The communicated information is then ignored, dismissed as useless and, when employees are aware of the need for security, drives the deployment of shadow security solutions.
5.3.1.4 Ineffective security management perception
Inability of the organisation to enforce its security policy and respond to reported risks also leads to shadow security development. Non-enforcement of policy (e.g. clear desk) is perceived by some employees as lack of interest from the organisation to achieve security. They then disregard official security principles and behave in ways they know can get away with, to efficiently proceed with quick primary task completion. Their negative perception of security is accentuated by the inability of the existing processes to accommodate for organisational conditions that deviate from normal day-to-day working practices. For example, employees who find the systems in place as not supporting responsibility delegation to their colleagues when they need to go away, find it easier to just share their passwords with them. In addition, employees often identify problems and potential risks in the security implementation (e.g. leavers access not revoked promptly) and even go the extra mile to report those.
But, as they said, the organisation appears not to respond to the reported problems, which further accentuates their perception that security is not a top organisational priority.

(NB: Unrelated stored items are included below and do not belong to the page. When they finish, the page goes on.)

//! Error types for sound generation.

use thiserror::Error;

use crate::engine::NodeId;

/// Result type for generator operations.
pub type FartResult<T> = Result<T, FartError>;

/// Errors that can occur while building, playing or tearing down a sound.
#[derive(Debug, Error)]
pub enum FartError {
    /// The audio context could not be started/unlocked.
    #[error("audio engine failed to start: {message}")]
    EngineStart {
        /// Reason reported by the engine.
        message: String,
    },

    /// The engine rejected an operation on the graph.
    #[error("audio engine failed to {operation}: {message}")]
    Engine {
        /// Operation that failed (e.g. "connect").
        operation: &'static str,
        /// Reason reported by the engine.
        message: String,
    },

    /// The node is not known to the engine, usually because it was already released.
    #[error("unknown or already released {0}")]
    UnknownNode(NodeId),

    /// Configuration failed validation.
    #[error("invalid config: {message}")]
    InvalidConfig {
        /// What is wrong with it.
        message: String,
    },

    /// Configuration or node options could not be (de)serialized.
    #[error("JSON error: {0}")]
    Json(#[from] serde_json::Error),
}

impl FartError {
    /// Creates an engine start error.
    pub fn engine_start(message: impl Into<String>) -> Self {
        Self::EngineStart {
            message: message.into(),
        }
    }

    /// Creates an engine operation error.
    pub fn engine(operation: &'static str, message: impl Into<String>) -> Self {
        Self::Engine {
            operation,
            message: message.into(),
        }
    }

    /// Creates an invalid config error.
    pub fn invalid_config(message: impl Into<String>) -> Self {
        Self::InvalidConfig {
            message: message.into(),
        }
    }
}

5.3.1.5 Reliance on local decision making without effective guidance
Deployment and evolution of security behaviour within organisational sub-divisions mostly relies on managers as a conduit. Managers constantly face the challenge of having to communicate behaviours that minimise work-related organisational risks, but also focus on ensuring uninterrupted completion of productivity-related tasks within their teams (e.g. how to seamlessly share information). But the organisation did not provide adequate security support or training to them, so they prescribe practices they see as best fitting (e.g. use self-procured USB drives). This invites the evolution of local, ad-hoc habits and security culture, which may significantly divert from the organisation’s policy. The emerging perceived absence of a consistent organisational security position encourages independent action to manage security at team level, based on manager’s own knowledge and interpretation. In addition, the lack of effective guidance and enforcement, leads to shadow security through manager recommendation and procurement of own solutions perceived as implicitly permitted by the organisation. Similarly, the procurement of employee-devised strategies is also seen as implicitly permitted by the team manager. As a result, shadow security practices become standard practice (e.g. P118: “not policy, my own best practice”), fostering many differing and inconsistent security behaviours within the same organisation;
potentially increasing organisational exposure to security risks.
5.3.1.6 Organisational security culture problems
The widespread problems with security mechanisms led to an overall disregard for those. With their colleagues not following the recommended security practices, employees are likely to follow suit, further fostering the development of a non-compliant, ad-hoc and self-devised security culture within the organisation. Deploying self-devised security may initially start as a “one-off solution” (e.g. use an unencrypted drive to transfer data and delete the data immediately afterwards), but can eventually become standard practice amongst team members. When this happens, new joiners are also likely to mimic their more experienced colleagues’ behaviours, with the emerging practices becoming part of team security cultures in an organisation.